To our knowledge, this is the first report describing implementation of an in situ “mock code” simulation program in a pediatric cardiac acute care unit. Improved code team performance as measured by decreased time to epinephrine during simulation exercises, and actual cardiac arrests, was observed over time. Since implementation of the program in 2015, ROSC and survival to hospital discharge after cardiac arrest in the PCACU have improved significantly. Because IHCA occurs more frequently in children with cardiac disease, and because mock code exercises are resource-intensive, the PCACU may represent a high yield setting (outside of the ICU) to focus in situ simulation training initiatives.

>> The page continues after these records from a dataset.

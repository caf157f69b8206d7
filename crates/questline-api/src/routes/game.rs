//! Routes for playing a game session.

use axum::extract::{Path, State};
use axum::{
    Json, Router,
    routing::{get, post},
};
use questline_core::error::DomainError;
use questline_narrative::domain::themes::ThemeInfo;
use questline_session::application::command_handlers::{self, TurnView};
use questline_session::application::query_handlers::{self, SessionView};
use questline_session::domain::commands;
use serde::Deserialize;
use tracing::{info, instrument};
use uuid::Uuid;

use crate::error::ApiError;
use crate::state::AppState;

/// Request body for POST /start.
#[derive(Debug, Default, Deserialize)]
#[serde(rename_all = "camelCase", default)]
pub struct StartGameRequest {
    /// Theme identifier, e.g. `medieval-fantasy`.
    pub theme: String,
    /// Optional display name for the player character.
    pub character_name: String,
}

/// Request body for POST /action.
#[derive(Debug, Default, Deserialize)]
#[serde(rename_all = "camelCase", default)]
pub struct TakeActionRequest {
    /// The session to advance. Parsed in the handler so a malformed id is
    /// reported as `invalid_input`.
    pub session_id: Option<String>,
    /// The chosen or free-form action.
    pub action: String,
}

/// POST /start
#[instrument(skip(state, request), fields(theme = %request.theme))]
async fn start_game(
    State(state): State<AppState>,
    Json(request): Json<StartGameRequest>,
) -> Result<Json<TurnView>, ApiError> {
    let command = commands::StartGame {
        correlation_id: Uuid::new_v4(),
        theme: request.theme,
        character_name: request.character_name,
    };

    info!(correlation_id = %command.correlation_id, "handling start_game command");

    let view = command_handlers::handle_start_game(&command, &state.services).await?;

    Ok(Json(view))
}

fn parse_session_id(raw: Option<&str>) -> Result<Uuid, DomainError> {
    let raw = raw
        .map(str::trim)
        .filter(|id| !id.is_empty())
        .ok_or_else(|| DomainError::InvalidInput("session id is required".into()))?;
    Uuid::parse_str(raw)
        .map_err(|e| DomainError::InvalidInput(format!("session id is not a valid UUID: {e}")))
}

/// POST /action
#[instrument(skip(state, request))]
async fn take_action(
    State(state): State<AppState>,
    Json(request): Json<TakeActionRequest>,
) -> Result<Json<TurnView>, ApiError> {
    let session_id = parse_session_id(request.session_id.as_deref())?;
    let command = commands::TakeAction {
        correlation_id: Uuid::new_v4(),
        session_id,
        action: request.action,
    };

    info!(
        correlation_id = %command.correlation_id,
        %session_id,
        "handling take_action command"
    );

    let view = command_handlers::handle_take_action(&command, &state.services).await?;

    Ok(Json(view))
}

/// GET /state/{session_id}
#[instrument(skip(state))]
async fn get_state(
    State(state): State<AppState>,
    Path(session_id): Path<Uuid>,
) -> Result<Json<SessionView>, ApiError> {
    let view = query_handlers::get_session_by_id(session_id, &state.services).await?;
    Ok(Json(view))
}

/// GET /themes
async fn list_themes() -> Result<Json<Vec<ThemeInfo>>, ApiError> {
    Ok(Json(query_handlers::list_available_themes()?))
}

/// Returns the router for game sessions.
pub fn router() -> Router<AppState> {
    Router::new()
        .route("/start", post(start_game))
        .route("/action", post(take_action))
        .route("/state/{session_id}", get(get_state))
        .route("/themes", get(list_themes))
}
//! Clock abstraction for determinism.

use chrono::{DateTime, Utc};

/// Abstraction over system time so session expiry can be tested without
/// waiting on the wall clock.
pub trait Clock: Send + Sync {
    /// Returns the current time.
    fn now(&self) -> DateTime<Utc>;
}

/// Production clock that delegates to the system clock.
#[derive(Debug, Clone, Copy)]
pub struct SystemClock;

impl Clock for SystemClock {
    fn now(&self) -> DateTime<Utc> {
        Utc::now()
    }
}
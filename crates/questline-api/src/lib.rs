//! Questline: HTTP transport for the game session engine.

pub mod config;
pub mod error;
pub mod routes;
pub mod state;

use axum::Router;
use tower_http::cors::CorsLayer;
use tower_http::trace::TraceLayer;

use crate::state::AppState;

/// Builds the full application router.
pub fn build_app(state: AppState) -> Router {
    // TODO: Replace CorsLayer::permissive() with configured origins once the web client has a fixed host.
    Router::new()
        .merge(routes::health::router())
        .nest("/api/game", routes::game::router())
        .layer(TraceLayer::new_for_http())
        .layer(CorsLayer::permissive())
        .with_state(state)
}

Previous studies describing in situ simulation training in children’s hospitals and its impact on CPR performance and IHCA patient outcomes have demonstrated mixed results [10, 12, 13]. These studies performed simulation exercises across multiple units throughout their respective hospitals. Andreatta et al. reported improved survival after IHCA following implementation of a hospital-wide, simulation-based mock code program. Importantly, the location of IHCA events was not reported in this study and thus it is not clear if improved survival was observed in non-ICU environments. Over 90% of pediatric IHCA occurs in an ICU, which in some ways makes it an easier environment to improve CPR performance and outcomes [14]. Moreover, facilitating and debriefing in situ simulation exercises is resource-intensive, and a large-scale effort across the entire hospital may not be feasible, or sustainable, at some centers. Ensuring that every nurse and physician is exposed to training would require frequent exercises in all units and large participant teams. Increasingly, hospitalized children with cardiac disease are being cared for in separate cardiac units with dedicated care teams [15,16,17]. Because of the inherent risk of this patient population, and the resource-intensive nature of the intervention, the pediatric cardiac acute care unit may be a valuable location for a more targeted approach to implementing a mock code program.

Time to the first dose of epinephrine during cardiac arrest has been associated with ROSC, neurologic outcomes, and survival to hospital discharge after pediatric IHCA in two large studies that utilized the Get With The Guidelines-Resuscitation (GWTHG-R) registry [5, 6]. Timely administration of epinephrine is unlikely to be helpful unless high-quality CPR, effective code team leadership, and communication are performed [12]. Thus, the findings of Andersen and Raymond et al. suggest that time to epinephrine may represent a useful, objective, surrogate metric of overall code team performance.

This study has multiple limitations. Due to the small number of actual cardiac arrests and the potential for unmeasured confounders, we have been careful to designate the described improvements as observations rather than associations. Concurrent process improvement activities were implemented during the study period which could confound the findings. An early warning score and a dedicated rapid response team were developed and implemented in 2015. It is possible that these tools have allowed for earlier identification of patient deterioration in the PCACU, timelier interventions, and improved patient outcomes. However, these tools were developed to improve surveillance and prevent cardiac arrest, whereas in situ simulation training has focused on code team performance. Additionally, patient volume or acuity has not declined in the PCACU during the study period. To the contrary, patients on this unit have increasingly received therapies that are often associated with higher illness severity and include high flow nasal cannula, inotropic medications (e.g., milrinone, dopamine), prostaglandin E infusions, and ventricular assist devices. Increasing severity of illness in this unit may have inherently increased the proficiency of the care team over time, improved resuscitations, and confounded the findings. Lastly, the structure of our hospital code team has not changed significantly during the study period, but the utilization of ECPR has become more prevalent.

In conclusion, we have observed improved team performance during in situ simulation exercises and improved patient outcomes after cardiac arrest in the PCACU. We recommend focusing simulation training resources to this high-risk hospitalized patient population and using time to epinephrine as a surrogate outcome measure of code team performance.